Does InfraSketch run terraform plan or access my AWS account?

No. InfraSketch does static analysis of your HCL source code only. It never runs Terraform, never contacts AWS/GCP/Azure APIs, and never reads your state file. Your code is parsed locally in the browser and nothing is sent to any server.

Does it support Terraform modules?

InfraSketch parses module blocks and shows them as grouped boundaries in the diagram. Resources defined inside modules appear when you paste the module's .tf files into the input along with the root module — just concatenate the files together before pasting.

What about count and for_each resources?

Resources using count or for_each are shown as single nodes — InfraSketch doesn't expand them into multiple instances since it doesn't evaluate variable values. The diagram shows the intended architecture pattern rather than the exact instance count.

Can I use it with Terragrunt?

Yes — InfraSketch has a dedicated Terragrunt tab. Paste your terragrunt.hcl files to diagram the dependency graph between Terragrunt units. See the blog for a full Terragrunt walkthrough.

How is this different from terraform graph?

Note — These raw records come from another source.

//! 请求级存储

use super::TracingStorage;
use std::collections::HashMap;
use std::sync::{Mutex, MutexGuard};

/// 单次请求生命周期内的内存存储
///
/// 每个请求（或每次任务执行）创建一个新实例，请求结束时随管理器一起丢弃。
#[derive(Debug, Default)]
pub struct RequestStorage {
    values: Mutex<HashMap<String, String>>,
}

impl RequestStorage {
    /// 创建空的请求级存储
    pub fn new() -> Self {
        Self::default()
    }

    // 锁中毒时取回内部数据继续使用
    fn lock(&self) -> MutexGuard<'_, HashMap<String, String>> {
        self.values.lock().unwrap_or_else(|poisoned| poisoned.into_inner())
    }
}

impl TracingStorage for RequestStorage {
    fn set(&self, key: &str, value: String) {
        self.lock().insert(key.to_string(), value);
    }

    fn get(&self, key: &str) -> Option<String> {
        self.lock().get(key).cloned()
    }

    fn has(&self, key: &str) -> bool {
        self.lock().contains_key(key)
    }

    fn flush(&self) {
        self.lock().clear();
    }
}
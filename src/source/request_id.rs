//! 请求ID来源

use super::{external_value, TracingRequest, TracingSource, REQUEST_ID_HEADER};
use crate::generator::generate;

/// 每次请求唯一的请求ID来源
///
/// 解析优先级：
/// 1. 外部请求头（开启外部头部接收且通过清洗时）
/// 2. 新生成的 UUID
///
/// 不读写任何会话存储，每次调用 `resolve` 都会重新解析，来源本身不做缓存。
/// 传播到任务中时保留原始值，不会重新生成。
#[derive(Debug, Clone)]
pub struct RequestIdSource {
    accept_external_headers: bool,
    header_name: String,
}

impl RequestIdSource {
    pub fn new(accept_external_headers: bool, header_name: impl Into<String>) -> Self {
        Self {
            accept_external_headers,
            header_name: header_name.into(),
        }
    }
}

impl Default for RequestIdSource {
    /// 使用默认请求头 `X-Request-Id`，并接收外部头部
    fn default() -> Self {
        Self::new(true, REQUEST_ID_HEADER)
    }
}

impl TracingSource for RequestIdSource {
    fn resolve(&self, request: &dyn TracingRequest) -> String {
        external_value(request, &self.header_name, self.accept_external_headers)
            .unwrap_or_else(generate)
    }

    fn header_name(&self) -> &str {
        &self.header_name
    }
}
//! 追踪来源
//!
//! 每个来源负责三件事：从入站请求解析出追踪值、提供对应的 HTTP 头部名称、
//! 以及从任务载荷中恢复追踪值。内置来源有两个：
//! - [`CorrelationIdSource`]：会话粘性，外部头部 → 会话值 → 新生成
//! - [`RequestIdSource`]：每次请求唯一，外部头部 → 新生成
//!
//! 自定义来源实现 [`TracingSource`] 后，通过配置工厂表或
//! [`TracingManager::extend`](crate::TracingManager::extend) 注册。

mod correlation_id;
mod request;
mod request_id;

pub use correlation_id::CorrelationIdSource;
pub use request::TracingRequest;
pub use request_id::RequestIdSource;

use crate::sanitizer::sanitize;

/// 关联ID的默认请求头
pub const CORRELATION_ID_HEADER: &str = "X-Correlation-Id";
/// 请求ID的默认请求头
pub const REQUEST_ID_HEADER: &str = "X-Request-Id";

/// 追踪来源接口
pub trait TracingSource: Send + Sync {
    /// 从入站请求解析追踪值
    ///
    /// 永远不会失败：新生成的值是最后的兜底。
    fn resolve(&self, request: &dyn TracingRequest) -> String;

    /// 该来源读写的 HTTP 头部名称
    fn header_name(&self) -> &str;

    /// 从任务载荷中恢复追踪值，默认原样返回
    fn restore_from_job(&self, value: &str) -> String {
        value.to_string()
    }
}

/// 读取并清洗外部请求头，未开启外部头部接收时直接返回 `None`
fn external_value(
    request: &dyn TracingRequest,
    header_name: &str,
    accept_external_headers: bool,
) -> Option<String> {
    if !accept_external_headers {
        return None;
    }
    sanitize(request.header(header_name))
}
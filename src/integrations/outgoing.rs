//! 出站 HTTP 调用的 tower 中间件
//!
//! 包装任意接收 `http::Request<B>` 的客户端服务（例如 hyper 客户端），
//! 在调用前写入追踪头部。

use crate::manager::TracingManager;
use crate::propagation;
use http::Request;
use std::sync::Arc;
use std::task::{Context, Poll};
use tower::{Layer, Service};

/// 出站追踪中间件层
///
/// 默认在每次调用时读取当前任务上下文中的管理器；
/// 不在追踪上下文中时请求原样发出。
#[derive(Clone, Debug, Default)]
pub struct OutgoingTracingLayer {
    manager: Option<Arc<TracingManager>>,
}

impl OutgoingTracingLayer {
    pub fn new() -> Self {
        Self::default()
    }

    /// 固定使用给定的管理器，而不是任务上下文
    pub fn with_manager(manager: Arc<TracingManager>) -> Self {
        Self {
            manager: Some(manager),
        }
    }
}

impl<S> Layer<S> for OutgoingTracingLayer {
    type Service = OutgoingTracingService<S>;

    fn layer(&self, inner: S) -> Self::Service {
        OutgoingTracingService {
            inner,
            manager: self.manager.clone(),
        }
    }
}

/// 出站追踪服务
#[derive(Clone, Debug)]
pub struct OutgoingTracingService<S> {
    inner: S,
    manager: Option<Arc<TracingManager>>,
}

impl<S, B> Service<Request<B>> for OutgoingTracingService<S>
where
    S: Service<Request<B>>,
{
    type Response = S::Response;
    type Error = S::Error;
    type Future = S::Future;

    fn poll_ready(&mut self, cx: &mut Context<'_>) -> Poll<Result<(), Self::Error>> {
        self.inner.poll_ready(cx)
    }

    fn call(&mut self, mut req: Request<B>) -> Self::Future {
        match &self.manager {
            Some(manager) => propagation::inject_headers(manager, req.headers_mut()),
            None => {
                if !propagation::inject_current(req.headers_mut()) {
                    tracing::trace!(uri = %req.uri(), "outgoing call outside tracing context");
                }
            }
        }
        self.inner.call(req)
    }
}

terraform graph outputs a raw dependency graph of every internal Terraform object — providers, variables, locals, outputs, and resources — which renders as an unreadable tangle for any real codebase. InfraSketch produces an architecture diagram grouped by logical layer, using only the resources you care about, with official cloud icons. It's intended for human communication, not debugging execution order.

Is it free?

Yes, InfraSketch is completely free with no usage limits. The source code is open on GitHub. There's no paid tier, no API key required, and no account to create.